Retirees Association

New York Times: How colleges became the new Covid hot spots

Stormy skies over the Qyad

Excerpt from the New York Times

It began last month with a trickle of coronavirus infections as college students arrived for the fall semester. Soon that trickle became a stream, with campuses reporting dozens, and sometimes hundreds, of new cases each day.

Now that stream feels like a flood. In just the past week, a New York Times survey has found, American colleges and universities have recorded more than 36,000 additional coronavirus cases, bringing the total of campus infections to 88,000 since the pandemic began.

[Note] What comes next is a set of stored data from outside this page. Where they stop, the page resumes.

pub mod cart;
pub mod fulfillment;
pub mod payment;
pub mod pending;
pub mod promo;
pub mod redis_service;
pub mod telegram_auth;
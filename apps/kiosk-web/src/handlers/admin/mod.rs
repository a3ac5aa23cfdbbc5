pub mod categories;
pub mod tariffs;

use askama::Template;
use askama_web::WebTemplate;
use axum::extract::State;
use axum::response::{IntoResponse, Response};
use axum_extra::extract::cookie::CookieJar;

use crate::handlers::{PageCtx, page_ctx};
use crate::session::Session;
use crate::state::AppState;

/// Admin access is a static allow-list of Telegram ids checked against the
/// session; there is no separate password login.
pub fn is_admin(state: &AppState, session: &Session) -> bool {
    session
        .tg_id()
        .map(|id| state.config.is_admin(id))
        .unwrap_or(false)
}

#[derive(Template, WebTemplate)]
#[template(path = "admin_home.html")]
struct AdminHomeTemplate {
    ctx: PageCtx,
    authorized: bool,
}

pub async fn index(State(state): State<AppState>, jar: CookieJar) -> Response {
    let mut session = Session::load(&state, &jar).await;
    let authorized = is_admin(&state, &session);
    let ctx = page_ctx(&state, &mut session);
    let jar = session.persist(&state, jar).await;
    (jar, AdminHomeTemplate { ctx, authorized }).into_response()
}

/// Landing page for non-admins: explains how to authenticate. The only
/// /admin route reachable without the allow-list.
pub async fn login_info(State(state): State<AppState>, jar: CookieJar) -> Response {
    index(State(state), jar).await
}
use anyhow::{Context, Result};
use sqlx::PgPool;

use crate::models::catalog::Category;

#[derive(Debug, Clone)]
pub struct CatalogRepository {
    pool: PgPool,
}

impl CatalogRepository {
    pub fn new(pool: PgPool) -> Self {
        Self { pool }
    }

    pub async fn roots(&self) -> Result<Vec<Category>> {
        sqlx::query_as::<_, Category>(
            "SELECT id, name, description, parent_id FROM categories WHERE parent_id IS NULL ORDER BY LOWER(name)",
        )
        .fetch_all(&self.pool)
        .await
        .context("Failed to fetch root categories")
    }

    pub async fn children(&self, parent_id: i64) -> Result<Vec<Category>> {
        sqlx::query_as::<_, Category>(
            "SELECT id, name, description, parent_id FROM categories WHERE parent_id = $1 ORDER BY LOWER(name)",
        )
        .bind(parent_id)
        .fetch_all(&self.pool)
        .await
        .context("Failed to fetch subcategories")
    }

    pub async fn get(&self, id: i64) -> Result<Option<Category>> {
        sqlx::query_as::<_, Category>(
            "SELECT id, name, description, parent_id FROM categories WHERE id = $1",
        )
        .bind(id)
        .fetch_optional(&self.pool)
        .await
        .context("Failed to fetch category")
    }

    pub async fn create(
        &self,
        name: &str,
        description: &str,
        parent_id: Option<i64>,
    ) -> Result<i64> {
        sqlx::query_scalar(
            "INSERT INTO categories (name, description, parent_id) VALUES ($1, $2, $3) RETURNING id",
        )
        .bind(name.trim())
        .bind(description.trim())
        .bind(parent_id)
        .fetch_one(&self.pool)
        .await
        .context("Failed to create category")
    }

    pub async fn update(
        &self,
        id: i64,
        name: &str,
        description: &str,
        parent_id: Option<i64>,
    ) -> Result<()> {
        sqlx::query("UPDATE categories SET name = $1, description = $2, parent_id = $3 WHERE id = $4")
            .bind(name.trim())
            .bind(description.trim())
            .bind(parent_id)
            .bind(id)
            .execute(&self.pool)
            .await
            .context("Failed to update category")?;
        Ok(())
    }

    /// Tariffs of the deleted category are detached, not removed.
    pub async fn delete(&self, id: i64) -> Result<()> {
        let mut tx = self.pool.begin().await?;

        sqlx::query("UPDATE tariffs SET category_id = NULL WHERE category_id = $1")
            .bind(id)
            .execute(&mut *tx)
            .await?;

        sqlx::query("DELETE FROM categories WHERE id = $1")
            .bind(id)
            .execute(&mut *tx)
            .await?;

        tx.commit().await.context("Failed to delete category")?;
        Ok(())
    }

    /// Walks up from the proposed parent; assigning it must never reach the
    /// category itself. Depth-capped so a corrupt tree cannot loop forever.
    pub async fn would_create_cycle(&self, id: i64, new_parent: Option<i64>) -> Result<bool> {
        let mut cursor = match new_parent {
            Some(p) => p,
            None => return Ok(false),
        };
        for _ in 0..100 {
            if cursor == id {
                return Ok(true);
            }
            let parent: Option<Option<i64>> =
                sqlx::query_scalar("SELECT parent_id FROM categories WHERE id = $1")
                    .bind(cursor)
                    .fetch_optional(&self.pool)
                    .await
                    .context("Failed to walk category ancestors")?;
            match parent.flatten() {
                Some(next) => cursor = next,
                None => return Ok(false),
            }
        }
        // Ancestor chain deeper than the cap already means the tree is broken.
        Ok(true)
    }
}
use std::collections::HashMap;
use std::sync::Mutex;

use crate::services::cart::CartItemView;

/// An order awaiting provider confirmation. Lives only in this process:
/// created at checkout, consumed by the status poller, never expired.
/// A restart forgets unconfirmed orders.
#[derive(Debug, Clone)]
pub struct PendingOrder {
    pub user_id: Option<i64>,
    pub items: Vec<CartItemView>,
    pub total: i64,
    pub promo_code: Option<String>,
    pub redirect_url: String,
    pub delivered: bool,
    pub created_at: i64,
}

/// Process-local ledger of pending orders keyed by payment id. The
/// `delivered` flag flips inside the map lock, so out of any number of
/// concurrent status polls observing "confirmed" exactly one wins the
/// claim.
#[derive(Debug, Default)]
pub struct PendingOrders {
    inner: Mutex<HashMap<String, PendingOrder>>,
}

impl PendingOrders {
    pub fn insert(&self, payment_id: String, order: PendingOrder) {
        let mut map = self.inner.lock().unwrap_or_else(|e| e.into_inner());
        map.insert(payment_id, order);
    }

    pub fn get(&self, payment_id: &str) -> Option<PendingOrder> {
        let map = self.inner.lock().unwrap_or_else(|e| e.into_inner());
        map.get(payment_id).cloned()
    }

    /// Atomically claims the order for delivery. Returns a snapshot only
    /// for the first caller; everyone else gets None.
    pub fn claim(&self, payment_id: &str) -> Option<PendingOrder> {
        let mut map = self.inner.lock().unwrap_or_else(|e| e.into_inner());
        let order = map.get_mut(payment_id)?;
        if order.delivered {
            return None;
        }
        order.delivered = true;
        Some(order.clone())
    }

    /// Rolls a failed claim back so a later poll can retry delivery.
    pub fn release(&self, payment_id: &str) {
        let mut map = self.inner.lock().unwrap_or_else(|e| e.into_inner());
        if let Some(order) = map.get_mut(payment_id) {
            order.delivered = false;
        }
    }
}

#[cfg(test)]
mod tests {
    use super::*;
    use std::sync::Arc;
    use std::sync::atomic::{AtomicUsize, Ordering};

    fn order() -> PendingOrder {
        PendingOrder {
            user_id: Some(42),
            items: Vec::new(),
            total: 100,
            promo_code: None,
            redirect_url: "https://pay.example/redirect".to_string(),
            delivered: false,
            created_at: 0,
        }
    }

    #[test]
    fn claim_succeeds_once() {
        let pending = PendingOrders::default();
        pending.insert("p1".to_string(), order());

        assert!(pending.claim("p1").is_some());
        assert!(pending.claim("p1").is_none());
        assert!(pending.claim("missing").is_none());
    }

    #[test]
    fn release_reopens_the_claim() {
        let pending = PendingOrders::default();
        pending.insert("p1".to_string(), order());

        assert!(pending.claim("p1").is_some());
        pending.release("p1");
        assert!(pending.claim("p1").is_some());
    }

    #[test]
    fn concurrent_claims_yield_a_single_winner() {
        let pending = Arc::new(PendingOrders::default());
        pending.insert("p1".to_string(), order());
        let wins = Arc::new(AtomicUsize::new(0));

        let handles: Vec<_> = (0..16)
            .map(|_| {
                let pending = Arc::clone(&pending);
                let wins = Arc::clone(&wins);
                std::thread::spawn(move || {
                    if pending.claim("p1").is_some() {
                        wins.fetch_add(1, Ordering::SeqCst);
                    }
                })
            })
            .collect();
        for handle in handles {
            let _ = handle.join();
        }

        assert_eq!(wins.load(Ordering::SeqCst), 1);
    }
}
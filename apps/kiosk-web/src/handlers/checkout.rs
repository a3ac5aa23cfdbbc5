use askama::Template;
use askama_web::WebTemplate;
use axum::Json;
use axum::extract::{Path, State};
use axum::response::{IntoResponse, Redirect, Response};
use axum_extra::extract::cookie::CookieJar;
use chrono::Utc;
use serde_json::json;
use tracing::{error, info, warn};
use uuid::Uuid;

use crate::handlers::{PageCtx, page_ctx};
use crate::services::cart::{enrich, requires_login};
use crate::services::fulfillment::deliver_order;
use crate::services::payment::{PaymentState, classify_status};
use crate::services::pending::PendingOrder;
use crate::services::promo::evaluate_promo;
use crate::session::Session;
use crate::state::AppState;

#[derive(Template, WebTemplate)]
#[template(path = "payment.html")]
struct PaymentTemplate {
    ctx: PageCtx,
    payment_id: String,
    amount: i64,
    redirect_url: String,
    poll_interval: u64,
    poll_attempts: u64,
}

pub async fn checkout(State(state): State<AppState>, jar: CookieJar) -> Response {
    let mut session = Session::load(&state, &jar).await;

    if session.data.cart.is_empty() {
        session.flash("error", "The cart is empty");
        let jar = session.persist(&state, jar).await;
        return (jar, Redirect::to("/cart")).into_response();
    }

    let cart = enrich(&state, &session.data.cart).await;

    // Channel access is granted by Telegram id, so those carts cannot be
    // paid for anonymously.
    if session.tg_id().is_none() && requires_login(&cart.items) {
        session.flash(
            "warning",
            "Channel access requires logging in with Telegram first",
        );
        let jar = session.persist(&state, jar).await;
        return (jar, Redirect::to("/cart")).into_response();
    }

    // Authoritative promo pass; the cart page only previewed it.
    let mut total = cart.total;
    let mut applied_code = None;
    if let Some(code) = session.data.promo_code.clone() {
        match state.promos.get(&code).await {
            Ok(Some(promo)) => {
                let has_active = match session.tg_id() {
                    Some(tg_id) => state.purchases.has_active(tg_id).await.unwrap_or(false),
                    None => false,
                };
                match evaluate_promo(&cart.items, cart.total, has_active, &promo) {
                    Some(discount) => {
                        total = (cart.total - discount).max(0);
                        applied_code = Some(code);
                    }
                    None => {
                        session.data.promo_code = None;
                        warn!("promo {} not applicable at checkout, dropped", code);
                    }
                }
            }
            Ok(None) => {
                session.data.promo_code = None;
            }
            Err(e) => warn!("promo lookup failed at checkout: {:#}", e),
        }
    }

    let payment_id = Uuid::new_v4().to_string();
    let redirect_url = match state.gateway.create_transaction(&payment_id, total).await {
        Ok(url) => url,
        Err(e) => {
            error!("payment initialization failed: {:#}", e);
            session.flash("error", "Payment initialization failed, please try again");
            let jar = session.persist(&state, jar).await;
            return (jar, Redirect::to("/cart")).into_response();
        }
    };

    state.pending.insert(
        payment_id.clone(),
        PendingOrder {
            user_id: session.tg_id(),
            items: cart.items,
            total,
            promo_code: applied_code,
            redirect_url,
            delivered: false,
            created_at: Utc::now().timestamp(),
        },
    );

    info!("checkout created pending order {}", payment_id);
    let jar = session.persist(&state, jar).await;
    (jar, Redirect::to(&format!("/payment/{}", payment_id))).into_response()
}

pub async fn payment_page(
    State(state): State<AppState>,
    Path(payment_id): Path<String>,
    jar: CookieJar,
) -> Response {
    let mut session = Session::load(&state, &jar).await;

    // Unknown id usually means a provider return after a restart; render
    // the placeholder rather than a 404.
    let (amount, redirect_url) = match state.pending.get(&payment_id) {
        Some(order) => (order.total, order.redirect_url),
        None => (0, String::new()),
    };

    let ctx = page_ctx(&state, &mut session);
    let jar = session.persist(&state, jar).await;
    (
        jar,
        PaymentTemplate {
            ctx,
            payment_id,
            amount,
            redirect_url,
            poll_interval: state.config.payment_poll_interval,
            poll_attempts: state.config.payment_poll_attempts,
        },
    )
        .into_response()
}

/// Client-driven state machine: the payment page polls here until the
/// provider settles. A confirmed status triggers at-most-once delivery.
pub async fn payment_status(
    State(state): State<AppState>,
    Path(payment_id): Path<String>,
    jar: CookieJar,
) -> Response {
    let status = match state.gateway.check_status(&payment_id).await {
        Ok(s) => s,
        Err(e) => {
            // Transient by contract: the client keeps polling.
            warn!("status check failed for {}: {:#}", payment_id, e);
            return Json(json!({
                "ok": false,
                "status": "error",
                "message": "status check failed",
            }))
            .into_response();
        }
    };

    match classify_status(&status) {
        PaymentState::Confirmed => {
            if let Some(order) = state.pending.claim(&payment_id) {
                let mut session = Session::load(&state, &jar).await;
                match deliver_order(&state, &payment_id, &order).await {
                    Ok(grants) => {
                        session.data.guest_purchases.extend(grants);
                        session.data.cart.clear();
                        session.data.promo_code = None;
                        let jar = session.persist(&state, jar).await;
                        return (jar, Json(json!({"ok": true, "status": "confirmed"})))
                            .into_response();
                    }
                    Err(e) => {
                        // Roll the claim back so a later poll retries.
                        error!("delivery failed for {}: {:#}", payment_id, e);
                        state.pending.release(&payment_id);
                    }
                }
            }
            Json(json!({"ok": true, "status": "confirmed"})).into_response()
        }
        PaymentState::Pending => Json(json!({"ok": true, "status": "pending"})).into_response(),
        PaymentState::Other(other) => {
            Json(json!({"ok": true, "status": other})).into_response()
        }
    }
}
use axum_extra::extract::cookie::{Cookie, CookieJar};
use serde::{Deserialize, Serialize};
use tracing::warn;
use uuid::Uuid;

use crate::state::AppState;

const SESSION_COOKIE: &str = "sid";
const SESSION_TTL_SECONDS: u64 = 60 * 60 * 24 * 30;

/// One cart line. Prices are not snapshotted here: the cart stores
/// references and checkout re-resolves the current price.
#[derive(Debug, Clone, PartialEq, Eq, Serialize, Deserialize)]
pub struct CartLine {
    pub tariff_id: i64,
    pub duration_seconds: i64,
    pub quantity: i64,
}

/// Grant delivered to a guest. Lives only in the session; expires with it.
#[derive(Debug, Clone, Serialize, Deserialize)]
pub struct GuestGrant {
    pub name: String,
    pub kind: String,
    pub content: String,
}

#[derive(Debug, Clone, Serialize, Deserialize)]
pub struct Flash {
    pub level: String,
    pub message: String,
}

#[derive(Debug, Clone, Default, Serialize, Deserialize)]
pub struct SessionData {
    pub user_id: Option<i64>,
    pub first_name: Option<String>,
    pub username: Option<String>,
    #[serde(default)]
    pub cart: Vec<CartLine>,
    pub promo_code: Option<String>,
    #[serde(default)]
    pub guest_purchases: Vec<GuestGrant>,
    #[serde(default)]
    pub flashes: Vec<Flash>,
}

/// Browser session: an opaque `sid` cookie pointing at a JSON blob in
/// Redis with a rolling TTL. Losing Redis degrades to an empty session,
/// never to an error page.
pub struct Session {
    id: String,
    pub data: SessionData,
}

impl Session {
    pub async fn load(state: &AppState, jar: &CookieJar) -> Self {
        if let Some(cookie) = jar.get(SESSION_COOKIE) {
            let id = cookie.value().to_string();
            match state.redis.get(&format!("session:{}", id)).await {
                Ok(Some(raw)) => {
                    if let Ok(data) = serde_json::from_str::<SessionData>(&raw) {
                        return Self { id, data };
                    }
                    warn!("session {} held an unreadable blob, resetting", id);
                }
                Ok(None) => {}
                Err(e) => warn!("session load failed: {:#}", e),
            }
            return Self {
                id,
                data: SessionData::default(),
            };
        }
        Self {
            id: Uuid::new_v4().to_string(),
            data: SessionData::default(),
        }
    }

    /// Writes the session back and returns the jar with the (refreshed)
    /// cookie attached. Call this once per handler, after all mutations.
    pub async fn persist(self, state: &AppState, jar: CookieJar) -> CookieJar {
        match serde_json::to_string(&self.data) {
            Ok(raw) => {
                if let Err(e) = state
                    .redis
                    .set(&format!("session:{}", self.id), &raw, Some(SESSION_TTL_SECONDS))
                    .await
                {
                    warn!("session save failed: {:#}", e);
                }
            }
            Err(e) => warn!("session serialize failed: {}", e),
        }
        let cookie = Cookie::build((SESSION_COOKIE, self.id))
            .path("/")
            .http_only(true)
            .max_age(time::Duration::seconds(SESSION_TTL_SECONDS as i64))
            .build();
        jar.add(cookie)
    }

    /// Telegram id of the logged-in user; guests get None.
    pub fn tg_id(&self) -> Option<i64> {
        self.data.user_id.filter(|id| *id > 0)
    }

    pub fn display_name(&self) -> String {
        self.data
            .first_name
            .clone()
            .or_else(|| self.data.username.clone())
            .unwrap_or_default()
    }

    pub fn cart_count(&self) -> i64 {
        self.data.cart.iter().map(|line| line.quantity).sum()
    }

    pub fn flash(&mut self, level: &str, message: impl Into<String>) {
        self.data.flashes.push(Flash {
            level: level.to_string(),
            message: message.into(),
        });
    }

    /// One-shot: flashes are shown on the next rendered page and dropped.
    pub fn take_flashes(&mut self) -> Vec<Flash> {
        std::mem::take(&mut self.data.flashes)
    }

    pub fn clear(&mut self) {
        self.data = SessionData::default();
    }
}

#[cfg(test)]
mod tests {
    use super::*;

    #[test]
    fn cart_count_sums_quantities() {
        let mut data = SessionData::default();
        data.cart.push(CartLine {
            tariff_id: 1,
            duration_seconds: 0,
            quantity: 1,
        });
        data.cart.push(CartLine {
            tariff_id: 2,
            duration_seconds: 3600,
            quantity: 1,
        });
        let session = Session {
            id: "test".into(),
            data,
        };
        assert_eq!(session.cart_count(), 2);
    }

    #[test]
    fn guest_has_no_tg_id() {
        let session = Session {
            id: "test".into(),
            data: SessionData::default(),
        };
        assert_eq!(session.tg_id(), None);

        let mut data = SessionData::default();
        data.user_id = Some(-1);
        let session = Session {
            id: "test".into(),
            data,
        };
        assert_eq!(session.tg_id(), None);
    }

    #[test]
    fn flashes_are_one_shot() {
        let mut session = Session {
            id: "test".into(),
            data: SessionData::default(),
        };
        session.flash("success", "done");
        assert_eq!(session.take_flashes().len(), 1);
        assert!(session.take_flashes().is_empty());
    }
}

Not all of those cases are new, and the increase is partly the result of more schools beginning to report the results of increased coronavirus testing. But The Times survey of 1,600 institutions also shows how widely the contagion has spread, with schools of every type and size, and in every state, reporting infections.

Public health experts say the rising number also underscores an emerging reality of the pandemic: Colleges and universities have, as a category, become hot spots for virus transmission, much as hospitals, nursing homes and meatpacking plants were earlier in the year.

“This is completely predictable,” said William Hanage, associate professor of epidemiology at Harvard’s T.H. Chan School of Public Health, adding that he and his peers have been “talking to each other since July, if not before, about what’s going to happen when the colleges open up.”